Cameroonians Still Need A Lot Of Health Education – Dr. Victor Mbome Njie

Walter Nana
Buea, Cameroon

The Southwest Regional Coordination Meeting for the Delegation of Public Health has just ended in Buea. It is the first quarter for 2014. Placed on the theme; Improving The Quality Of Health Service Delivery, Dr. Victor Mbome Njie, Southwest Regional Delegate of Public Health, his closed collaborators, the 18 District Medical Officers, DMOs and other health stakeholders in Region discussed their problems and successes. In this exclusive interview, Dr. Mbome Njie says they are ready to surmount their challenges and move on to work closer with the Traditional Birth Attendants making inroads in the health sector across the Region.

Excerpts:

What is the Coordination Meeting of the 18 Health Districts of the Southwest Region all about?
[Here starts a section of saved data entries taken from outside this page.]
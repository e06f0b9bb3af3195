//! HTTP source — `GET {base_url}/today` against a daily-picks API.
//!
//! Plain HTTP only; the API is expected to sit next to the app (same host or
//! private network). The whole request, body included, runs under a single
//! timeout.

use std::time::Duration;

use bytes::Bytes;
use http_body_util::{BodyExt, Empty};
use hyper::{StatusCode, Uri};
use hyper_util::{
    client::legacy::{connect::HttpConnector, Client},
    rt::TokioExecutor,
};
use pokesrc_core::DailyPicks;

use crate::{DailySource, FeedError};

#[derive(Debug, Clone)]
pub struct HttpSource {
    base_url: String,
    timeout: Duration,
    client: Client<HttpConnector, Empty<Bytes>>,
}

impl HttpSource {
    pub fn new(base_url: impl Into<String>, timeout: Duration) -> Self {
        Self {
            base_url: base_url.into(),
            timeout,
            client: Client::builder(TokioExecutor::new()).build_http(),
        }
    }

    /// The endpoint this source fetches from.
    pub fn today_uri(&self) -> Result<Uri, FeedError> {
        let raw = format!("{}/today", self.base_url.trim_end_matches('/'));
        let uri: Uri = raw.parse().map_err(|_| FeedError::InvalidUrl(raw.clone()))?;
        if uri.scheme_str() != Some("http") || uri.host().is_none() {
            return Err(FeedError::InvalidUrl(raw));
        }
        Ok(uri)
    }

    async fn request(&self, uri: Uri) -> Result<DailyPicks, FeedError> {
        let response = self.client.get(uri).await?;
        let status = response.status();
        if status != StatusCode::OK {
            return Err(FeedError::Status(status));
        }
        let body = response.into_body().collect().await?.to_bytes();
        Ok(DailyPicks::from_slice(&body)?)
    }
}

impl DailySource for HttpSource {
    async fn fetch(&self) -> Result<DailyPicks, FeedError> {
        let uri = self.today_uri()?;
        tracing::debug!(%uri, "fetching daily picks");
        tokio::time::timeout(self.timeout, self.request(uri))
            .await
            .map_err(|_| FeedError::Timeout(self.timeout))?
    }
}

#[cfg(test)]
mod tests {
    use super::*;

    #[test]
    fn builds_today_uri() {
        let source = HttpSource::new("http://127.0.0.1:3000/", Duration::from_secs(1));
        assert_eq!(source.today_uri().unwrap().to_string(), "http://127.0.0.1:3000/today");

        let source = HttpSource::new("http://api.internal/v1", Duration::from_secs(1));
        assert_eq!(source.today_uri().unwrap().path(), "/v1/today");
    }

    #[test]
    fn rejects_unsupported_urls() {
        for bad in ["https://pokeapi.co", "not a url", "/relative"] {
            let source = HttpSource::new(bad, Duration::from_secs(1));
            assert!(
                matches!(source.today_uri(), Err(FeedError::InvalidUrl(_))),
                "{bad} should be rejected"
            );
        }
    }
}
Dr. Victor Mbome Njie, Southwest Regional Delegate of Public Health - We Must Work Hand-In-Glove With Traditional Birth Attendants

Dr. Victor Mbome Njie, Southwest Regional Delegate of Public Health - We Must Work Hand-In-Glove With Traditional Birth Attendants

It is the first quarter meeting for 2014 for the 18 health districts in the Southwest Regional Delegation of Public Health. The Coordination Meetings are activities, which are planned. In our annual plans, we have four coordination meetings. The Coordination Meetings bring together the 18 District Medical Officers, DMOs, Directors of District Hospitals and Directors of the Training Schools, who came in for the first time and other senior personnel of public health in the Region. We come to take stock of what we did in the last quarter, look at the challenges, how far we have gone and see where we are lagging. We make efforts to arrive at collegiate resolutions, so that we come out with a common platform.

How much improvement is your delegation making in the delivery of healthcare services in the Southwest Region?

We are working with the road map put in place by Cameroon’s Ministry of Public Health. We are collecting data from the field, reporting to hierarchy what is happening on the ground and from our last quarter reports, we are performing well on the various vaccination campaigns. A performance, which has gone beyond the expectations from the national level. We have some challenges covering deliveries, catching the number of assisted deliveries in the Region, maternal mortality is on the rise, across the country, but in the Southwest Region, we are making a lot of efforts to stand up to the challenges. We have difficulties accessing some districts because of absence of communication technology and poor road facilities in areas like Akwaya, Bakassi and Mundemba. We have Traditional Birth Attendants in the field who are doing lots of deliveries but they are not assisted.

How are you handling the difficulties?

We have taken a resolution after this coordination meeting for the District Medical Officers to go back to their areas of operations and do a census of all the Traditional Birth Attendants. It is important, we have to work with them. Once we can identify them, we can work hand-in-glove, encourage them, school them so that we can be able to know what is happening. That will help us with the challenge to reduce maternal mortality.

From the Coordination Meeting, there are indications that the Mutual Healthcare Schemes seem to be problematic?

Yes, it is a factual statement. Mutual Health benefit rate is still below 10%. We are working with GIZ, the German Cooperation Department. The Kumbo Mutual Health for example has recorded significant gains and it is already sustainable. GIZ is carrying out some studies out there in Kumbo and we look forward to see what we can learn from them, which can be useful in the Southwest Region. The issue is, we still need a lot of health education, people must be schooled, we still have the challenge of people changing attitudes, people are still to come to terms with the fact that we can prevent losing someone in the family with just an expenditure of FCFA 4,000 to get enrolled in the Mutual Health Fund. But if you look at what it takes to bury an individual in the family, we spend huge sums of money organising funeral and burials. It is a national problem, we must sit together and source for ideas on how to better educate the our population that we can spend less in taking care of our health than what it takes to bury the person. At the national level, we should begin a deep reflection on how to source for alternative funding for healthcare delivery.

Your expectations after this first coordination meeting for 2014?

The challenges on the field motivate us to work harder. The little gains we make, each time we sit together, gives us some satisfaction. We are not giving up because we have the responsibility to improve on the health of our population and it is our mission to always do it. I will add that prevention is better than cure. We still spend big sums of money burying the dead and spend little preventing death.